In Azzopardi’s case, it has led to an exploration of fine jewellery, and a project involving digitising heirlooms and 3D printing is next up.

Moving away from the fast fashion movement with his timeless pieces, Azzopardi has been able to take ‘slow’ to a whole new level.

The harmony of his collaboration with other creatives has been perfect, Azzopardi said, with no deadline to complete the collection, no event and worries about how it would be perceived.

The ‘cocoon dress’.The ‘cocoon dress’.

“It was just about creatives working together... art for art’s sake,” he said.

What Azzopardi does best is design for the stage.

“I do not create minimalist pieces. It is about big performances and creating the dramatic momentum of a pre-sentation. So, taking that away from me felt like cutting off my right arm,” he conceded.

But on the plus side, he admitted, the fashion show without an audience took away some of the anxiety that can take over.

“With no live element, nothing could go wrong!”

Having said that, Azzopardi looks forward to his next fashion show, whenever that may be.

“I believe people will start attending events with a new-found energy and I want to see how they will react,” he said.

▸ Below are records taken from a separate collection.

//! Idempotent create-or-update deploy across model → config → endpoint.
//!
//! Hosted model and endpoint configuration are immutable on the platform,
//! so an existing one with the same name is deleted and recreated. The
//! endpoint is never deleted: it is created once and afterwards updated in
//! place, keeping its ARN.

use serde::Serialize;
use std::fmt;
use std::sync::Arc;
use std::time::Duration;
use thiserror::Error;
use tracing::{error, info, instrument, warn};

use crate::hosting::{EndpointConfig, EndpointStatus, HostedModel, HostingProvider, ProductionVariant, ProviderError, ResourceKind, WaitError, WaitPolicy};
use crate::image_uris::{resolve_image, ImageError, ImageSpec};
use crate::metrics_ext::EXTENDED_METRICS;
use crate::storage::{ObjectLocation, ObjectStore, StorageError};

pub const TRAFFIC_VARIANT: &str = "AllTraffic";
pub const NO_FAILURE_REASON: &str = "No detailed reason provided";
const MAX_RESOURCE_NAME: usize = 63;

#[derive(Debug, Clone, Copy, PartialEq, Eq, Serialize)]
pub enum DeployStep { ResolveImage, DeleteModel, CreateModel, DeleteConfig, CreateConfig, DescribeEndpoint, CreateEndpoint, UpdateEndpoint, Wait }

impl DeployStep {
    pub fn as_str(&self) -> &'static str {
        match self {
            DeployStep::ResolveImage => "resolve_image",
            DeployStep::DeleteModel => "delete_model",
            DeployStep::CreateModel => "create_model",
            DeployStep::DeleteConfig => "delete_endpoint_config",
            DeployStep::CreateConfig => "create_endpoint_config",
            DeployStep::DescribeEndpoint => "describe_endpoint",
            DeployStep::CreateEndpoint => "create_endpoint",
            DeployStep::UpdateEndpoint => "update_endpoint",
            DeployStep::Wait => "wait_in_service",
        }
    }
}

impl fmt::Display for DeployStep {
    fn fmt(&self, f: &mut fmt::Formatter<'_>) -> fmt::Result { f.write_str(self.as_str()) }
}

#[derive(Debug, Error)]
pub enum DeployError {
    #[error("invalid deploy request: {0}")]
    Validation(String),
    #[error("image resolution: {0}")]
    ImageResolution(#[from] ImageError),
    #[error("model artifact {0} does not exist")]
    ArtifactMissing(ObjectLocation),
    #[error("checking model artifact: {0}")]
    ArtifactCheck(#[from] StorageError),
    #[error("{step} failed: {source}")]
    Provider { step: DeployStep, #[source] source: ProviderError },
    #[error("endpoint {endpoint} deployment failed with status {status}: {reason}")]
    Failed { endpoint: String, status: EndpointStatus, reason: String },
    #[error("endpoint {endpoint} not InService after {waited:?} (last status {last_status:?}): {reason}")]
    Timeout { endpoint: String, waited: Duration, last_status: Option<EndpointStatus>, reason: String },
}

#[derive(Debug, Clone)]
pub struct DeployRequest {
    pub model_name: String,
    pub artifact: ObjectLocation,
    pub instance_type: String,
    pub instance_count: u32,
    pub role_arn: String,
    pub region: String,
    pub image: ImageSpec,
}

impl DeployRequest {
    pub fn new(model_name: impl Into<String>, artifact: ObjectLocation, instance_type: impl Into<String>, role_arn: impl Into<String>, region: impl Into<String>) -> Self {
        Self { model_name: model_name.into(), artifact, instance_type: instance_type.into(), instance_count: 1, role_arn: role_arn.into(), region: region.into(), image: ImageSpec::default() }
    }
    pub fn config_name(&self) -> String { format!("{}-config", self.model_name) }
    pub fn endpoint_name(&self) -> String { format!("{}-endpoint", self.model_name) }

    fn validate(&self) -> Result<(), DeployError> {
        let name = &self.model_name;
        if name.is_empty() || !name.chars().all(|c| c.is_ascii_alphanumeric() || c == '-') || name.starts_with('-') {
            return Err(DeployError::Validation(format!("model name `{name}` must be alphanumeric with hyphens")));
        }
        if self.endpoint_name().len() > MAX_RESOURCE_NAME {
            return Err(DeployError::Validation(format!("endpoint name `{}` exceeds {MAX_RESOURCE_NAME} characters", self.endpoint_name())));
        }
        if self.instance_count == 0 { return Err(DeployError::Validation("instance count must be at least 1".into())); }
        if self.role_arn.trim().is_empty() { return Err(DeployError::Validation("execution role is required".into())); }
        Ok(())
    }
}

#[derive(Debug, Clone, PartialEq, Serialize)]
pub struct EndpointAddress {
    pub name: String,
    pub arn: String,
    pub config_name: String,
    /// `true` when this deploy created the endpoint, `false` when it updated it.
    pub created: bool,
}

pub struct Deployer {
    provider: Arc<dyn HostingProvider>,
    wait: WaitPolicy,
    artifacts: Option<Arc<dyn ObjectStore>>,
}

impl Deployer {
    pub fn new(provider: Arc<dyn HostingProvider>, wait: WaitPolicy) -> Self { Self { provider, wait, artifacts: None } }

    /// Require the artifact to exist in `store` before anything is created.
    pub fn with_artifact_store(mut self, store: Arc<dyn ObjectStore>) -> Self {
        self.artifacts = Some(store);
        self
    }

    #[instrument(skip(self, req), fields(model = %req.model_name, artifact = %req.artifact, region = %req.region))]
    pub async fn deploy(&self, req: &DeployRequest) -> Result<EndpointAddress, DeployError> {
        let result = self.run(req).await;
        let outcome = match &result {
            Ok(_) => "ok",
            Err(DeployError::Failed { .. }) => "failed",
            Err(DeployError::Timeout { .. }) => "timeout",
            Err(_) => "error",
        };
        EXTENDED_METRICS.deploy.deploys_total.with_label_values(&[outcome]).inc();
        result
    }

    async fn run(&self, req: &DeployRequest) -> Result<EndpointAddress, DeployError> {
        req.validate()?;
        let image = {
            let _t = step_timer(DeployStep::ResolveImage);
            resolve_image(&req.image, &req.region, &req.instance_type)?
        };
        info!(%image, "resolved serving image");
        if let Some(store) = &self.artifacts {
            if !store.exists(&req.artifact).await? {
                error!(artifact = %req.artifact, "model artifact not found");
                return Err(DeployError::ArtifactMissing(req.artifact.clone()));
            }
        }

        self.delete_if_exists(ResourceKind::Model, &req.model_name).await?;
        let model = HostedModel { name: req.model_name.clone(), image, model_data_url: req.artifact.to_string(), execution_role_arn: req.role_arn.clone() };
        {
            let _t = step_timer(DeployStep::CreateModel);
            self.provider.create_model(&model).await.map_err(|source| DeployError::Provider { step: DeployStep::CreateModel, source })?;
        }
        info!(model = %model.name, "hosted model created");

        let config_name = req.config_name();
        self.delete_if_exists(ResourceKind::EndpointConfig, &config_name).await?;
        let config = EndpointConfig {
            name: config_name.clone(),
            variants: vec![ProductionVariant {
                variant_name: TRAFFIC_VARIANT.into(),
                model_name: req.model_name.clone(),
                instance_type: req.instance_type.clone(),
                initial_instance_count: req.instance_count,
                initial_variant_weight: 1.0,
            }],
        };
        {
            let _t = step_timer(DeployStep::CreateConfig);
            self.provider.create_endpoint_config(&config).await.map_err(|source| DeployError::Provider { step: DeployStep::CreateConfig, source })?;
        }
        info!(config = %config_name, instance_type = %req.instance_type, instances = req.instance_count, "endpoint configuration created");

        let endpoint = req.endpoint_name();
        let created = self.create_or_update_endpoint(&endpoint, &config_name).await?;

        let desc = {
            let _t = step_timer(DeployStep::Wait);
            self.provider.wait_until_in_service(&endpoint, &self.wait).await
        };
        match desc {
            Ok(desc) => {
                info!(endpoint = %endpoint, arn = %desc.arn, created, "endpoint InService");
                Ok(EndpointAddress { name: endpoint, arn: desc.arn, config_name, created })
            }
            Err(WaitError::Failed(desc)) => {
                let reason = failure_reason(desc.failure_reason);
                error!(endpoint = %endpoint, status = %desc.status, failure_reason = %reason, "endpoint deployment failed");
                Err(DeployError::Failed { endpoint, status: desc.status, reason })
            }
            Err(WaitError::Timeout { last, waited }) => {
                let (last_status, reason) = match last {
                    Some(d) => (Some(d.status), failure_reason(d.failure_reason)),
                    None => (None, failure_reason(None)),
                };
                error!(endpoint = %endpoint, ?waited, ?last_status, failure_reason = %reason, "endpoint did not reach InService");
                Err(DeployError::Timeout { endpoint, waited, last_status, reason })
            }
            Err(WaitError::Provider(source)) => Err(DeployError::Provider { step: DeployStep::Wait, source }),
        }
    }

    async fn delete_if_exists(&self, kind: ResourceKind, name: &str) -> Result<(), DeployError> {
        let step = match kind { ResourceKind::Model => DeployStep::DeleteModel, _ => DeployStep::DeleteConfig };
        let _t = step_timer(step);
        let described = match kind {
            ResourceKind::Model => self.provider.describe_model(name).await.map(|_| ()),
            _ => self.provider.describe_endpoint_config(name).await.map(|_| ()),
        };
        match described {
            Ok(()) => {}
            Err(e) if self.provider.is_not_found(kind, &e) => {
                info!(resource = kind.label(), %name, "no existing resource to delete");
                return Ok(());
            }
            Err(source) => return Err(DeployError::Provider { step, source }),
        }
        let deleted = match kind {
            ResourceKind::Model => self.provider.delete_model(name).await,
            _ => self.provider.delete_endpoint_config(name).await,
        };
        match deleted {
            Ok(()) => { info!(resource = kind.label(), %name, "deleted existing resource"); Ok(()) }
            Err(e) if self.provider.is_not_found(kind, &e) => { warn!(resource = kind.label(), %name, "resource vanished before delete"); Ok(()) }
            Err(source) => Err(DeployError::Provider { step, source }),
        }
    }

    async fn create_or_update_endpoint(&self, endpoint: &str, config_name: &str) -> Result<bool, DeployError> {
        let existing = {
            let _t = step_timer(DeployStep::DescribeEndpoint);
            self.provider.describe_endpoint(endpoint).await
        };
        match existing {
            Ok(desc) => {
                info!(%endpoint, status = %desc.status, "endpoint exists, updating in place");
                let _t = step_timer(DeployStep::UpdateEndpoint);
                self.provider.update_endpoint(endpoint, config_name).await.map_err(|source| DeployError::Provider { step: DeployStep::UpdateEndpoint, source })?;
                Ok(false)
            }
            Err(e) if self.provider.is_not_found(ResourceKind::Endpoint, &e) => {
                info!(%endpoint, "endpoint not found, creating");
                let _t = step_timer(DeployStep::CreateEndpoint);
                self.provider.create_endpoint(endpoint, config_name).await.map_err(|source| DeployError::Provider { step: DeployStep::CreateEndpoint, source })?;
                Ok(true)
            }
            Err(source) => Err(DeployError::Provider { step: DeployStep::DescribeEndpoint, source }),
        }
    }
}

fn failure_reason(reason: Option<String>) -> String {
    reason.filter(|r| !r.is_empty()).unwrap_or_else(|| NO_FAILURE_REASON.to_string())
}

fn step_timer(step: DeployStep) -> prometheus::HistogramTimer {
    EXTENDED_METRICS.deploy.step_latency_seconds.with_label_values(&[step.as_str()]).start_timer()
}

The pandemic experience has also taught the designer that, from a financial perspective, dedicating energy to perfecting the product instead of having an event works and benefits the business.

“I have also learned not to be an omniscient narrator – a puppet master,” he said, allowing his creations to come to life and guide him, and throwing ego to the wind.

“Maybe what the fashion industry is doing is not right and we needed to reassess what we should be doing.”